Starting with the line that contains "attempted that failed." and stopping after the line that contains "impl std::fmt::Display for", copy the entries below exactly. Include nothing else.
##### MATERIAL FOR THE TASK
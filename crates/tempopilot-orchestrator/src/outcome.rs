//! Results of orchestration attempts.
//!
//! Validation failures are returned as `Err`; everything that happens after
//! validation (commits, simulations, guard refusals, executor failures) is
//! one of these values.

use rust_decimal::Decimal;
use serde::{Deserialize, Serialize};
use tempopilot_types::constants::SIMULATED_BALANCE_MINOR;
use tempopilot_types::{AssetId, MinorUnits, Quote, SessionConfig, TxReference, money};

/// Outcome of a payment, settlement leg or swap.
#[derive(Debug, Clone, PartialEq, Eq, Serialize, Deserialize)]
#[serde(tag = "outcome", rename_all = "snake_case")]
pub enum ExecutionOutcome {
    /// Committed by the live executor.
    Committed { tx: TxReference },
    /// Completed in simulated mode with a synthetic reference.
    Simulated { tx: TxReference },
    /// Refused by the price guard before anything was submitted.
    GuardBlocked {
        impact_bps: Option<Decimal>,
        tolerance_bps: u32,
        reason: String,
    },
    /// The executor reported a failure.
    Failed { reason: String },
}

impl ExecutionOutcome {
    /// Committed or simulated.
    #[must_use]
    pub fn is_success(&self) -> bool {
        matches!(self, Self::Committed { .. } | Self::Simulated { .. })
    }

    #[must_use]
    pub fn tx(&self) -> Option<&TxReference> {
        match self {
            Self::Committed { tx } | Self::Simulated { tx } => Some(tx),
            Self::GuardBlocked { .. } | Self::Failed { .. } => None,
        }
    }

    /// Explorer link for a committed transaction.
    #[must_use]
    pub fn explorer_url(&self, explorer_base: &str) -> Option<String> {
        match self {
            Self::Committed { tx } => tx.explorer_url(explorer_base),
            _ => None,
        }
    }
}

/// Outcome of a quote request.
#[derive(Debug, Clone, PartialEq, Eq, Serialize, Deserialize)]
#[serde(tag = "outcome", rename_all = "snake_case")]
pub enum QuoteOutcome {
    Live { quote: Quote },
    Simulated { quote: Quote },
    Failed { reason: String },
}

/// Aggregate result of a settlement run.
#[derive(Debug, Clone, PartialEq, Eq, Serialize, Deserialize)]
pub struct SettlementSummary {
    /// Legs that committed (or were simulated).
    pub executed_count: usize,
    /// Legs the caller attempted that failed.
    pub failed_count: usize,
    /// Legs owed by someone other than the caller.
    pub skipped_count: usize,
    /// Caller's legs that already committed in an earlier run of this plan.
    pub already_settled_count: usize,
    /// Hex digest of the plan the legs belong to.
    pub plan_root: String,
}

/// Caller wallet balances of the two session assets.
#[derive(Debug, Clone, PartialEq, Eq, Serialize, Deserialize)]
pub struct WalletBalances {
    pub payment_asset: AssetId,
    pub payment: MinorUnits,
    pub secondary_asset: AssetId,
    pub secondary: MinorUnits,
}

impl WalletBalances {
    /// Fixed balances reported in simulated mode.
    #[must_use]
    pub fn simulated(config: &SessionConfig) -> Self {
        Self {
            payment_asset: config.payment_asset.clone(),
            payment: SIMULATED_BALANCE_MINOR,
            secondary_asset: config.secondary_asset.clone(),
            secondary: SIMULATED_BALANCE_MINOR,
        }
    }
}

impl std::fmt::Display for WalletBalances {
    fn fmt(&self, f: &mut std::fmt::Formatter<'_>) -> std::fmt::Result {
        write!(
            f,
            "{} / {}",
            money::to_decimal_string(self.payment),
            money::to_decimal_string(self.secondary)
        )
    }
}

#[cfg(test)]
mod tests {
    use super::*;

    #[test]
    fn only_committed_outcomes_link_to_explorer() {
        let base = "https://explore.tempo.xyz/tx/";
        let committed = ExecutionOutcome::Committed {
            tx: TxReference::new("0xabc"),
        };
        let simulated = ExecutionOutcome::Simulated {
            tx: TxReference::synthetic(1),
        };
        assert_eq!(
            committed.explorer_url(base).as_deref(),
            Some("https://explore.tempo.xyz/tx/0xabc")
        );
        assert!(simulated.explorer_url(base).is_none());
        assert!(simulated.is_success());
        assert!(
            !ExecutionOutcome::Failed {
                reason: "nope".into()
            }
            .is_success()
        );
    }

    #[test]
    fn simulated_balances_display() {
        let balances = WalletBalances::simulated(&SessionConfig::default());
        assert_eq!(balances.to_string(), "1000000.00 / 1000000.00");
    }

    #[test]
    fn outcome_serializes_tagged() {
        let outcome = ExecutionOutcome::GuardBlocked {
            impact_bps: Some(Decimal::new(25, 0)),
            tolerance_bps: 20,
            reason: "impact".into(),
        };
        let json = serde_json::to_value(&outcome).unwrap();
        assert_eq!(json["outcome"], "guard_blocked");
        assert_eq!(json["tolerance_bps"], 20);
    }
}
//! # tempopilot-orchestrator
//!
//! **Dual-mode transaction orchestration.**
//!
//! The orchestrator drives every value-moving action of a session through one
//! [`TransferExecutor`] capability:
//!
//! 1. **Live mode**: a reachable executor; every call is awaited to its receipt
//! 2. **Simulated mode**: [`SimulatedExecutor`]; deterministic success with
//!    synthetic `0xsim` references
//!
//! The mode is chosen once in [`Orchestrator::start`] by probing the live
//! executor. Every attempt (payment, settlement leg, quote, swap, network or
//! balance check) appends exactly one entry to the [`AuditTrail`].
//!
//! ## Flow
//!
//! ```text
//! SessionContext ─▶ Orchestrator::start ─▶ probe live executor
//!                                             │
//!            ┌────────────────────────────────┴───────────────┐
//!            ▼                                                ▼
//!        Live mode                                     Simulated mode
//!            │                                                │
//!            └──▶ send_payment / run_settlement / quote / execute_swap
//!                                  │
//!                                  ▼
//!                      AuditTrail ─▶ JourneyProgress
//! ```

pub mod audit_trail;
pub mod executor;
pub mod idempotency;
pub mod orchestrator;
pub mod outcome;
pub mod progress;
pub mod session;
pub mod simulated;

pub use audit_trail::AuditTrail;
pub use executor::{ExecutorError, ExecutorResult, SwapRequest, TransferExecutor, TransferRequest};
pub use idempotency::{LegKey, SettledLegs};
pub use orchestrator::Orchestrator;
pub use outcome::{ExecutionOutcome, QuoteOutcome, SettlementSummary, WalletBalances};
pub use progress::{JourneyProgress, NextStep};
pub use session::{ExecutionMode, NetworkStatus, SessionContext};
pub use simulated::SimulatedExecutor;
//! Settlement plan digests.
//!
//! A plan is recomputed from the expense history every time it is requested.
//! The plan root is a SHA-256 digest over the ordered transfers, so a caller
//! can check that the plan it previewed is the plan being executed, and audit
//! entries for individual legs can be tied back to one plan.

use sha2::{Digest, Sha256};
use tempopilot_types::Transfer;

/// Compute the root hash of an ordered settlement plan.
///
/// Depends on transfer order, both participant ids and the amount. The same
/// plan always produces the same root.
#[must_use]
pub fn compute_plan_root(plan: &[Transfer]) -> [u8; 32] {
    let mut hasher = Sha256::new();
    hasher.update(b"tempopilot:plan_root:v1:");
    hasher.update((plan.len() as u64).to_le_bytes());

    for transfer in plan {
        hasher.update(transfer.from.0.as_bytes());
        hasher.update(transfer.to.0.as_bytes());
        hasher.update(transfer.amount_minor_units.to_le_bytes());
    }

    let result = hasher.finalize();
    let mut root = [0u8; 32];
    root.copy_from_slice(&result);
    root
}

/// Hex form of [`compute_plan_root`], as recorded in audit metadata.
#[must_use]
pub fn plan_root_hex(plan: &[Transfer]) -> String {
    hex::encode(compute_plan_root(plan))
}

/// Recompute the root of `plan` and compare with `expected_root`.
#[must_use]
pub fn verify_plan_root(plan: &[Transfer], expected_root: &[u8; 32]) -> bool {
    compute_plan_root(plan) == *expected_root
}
##########
RESPONSE TO THE EXERCISE -
    /// Legs the caller attempted that failed.
    pub failed_count: usize,
    /// Legs owed by someone other than the caller.
    pub skipped_count: usize,
    /// Caller's legs that already committed in an earlier run of this plan.
    pub already_settled_count: usize,
    /// Hex digest of the plan the legs belong to.
    pub plan_root: String,
}

/// Caller wallet balances of the two session assets.
#[derive(Debug, Clone, PartialEq, Eq, Serialize, Deserialize)]
pub struct WalletBalances {
    pub payment_asset: AssetId,
    pub payment: MinorUnits,
    pub secondary_asset: AssetId,
    pub secondary: MinorUnits,
}

impl WalletBalances {
    /// Fixed balances reported in simulated mode.
    #[must_use]
    pub fn simulated(config: &SessionConfig) -> Self {
        Self {
            payment_asset: config.payment_asset.clone(),
            payment: SIMULATED_BALANCE_MINOR,
            secondary_asset: config.secondary_asset.clone(),
            secondary: SIMULATED_BALANCE_MINOR,
        }
    }
}

impl std::fmt::Display for WalletBalances {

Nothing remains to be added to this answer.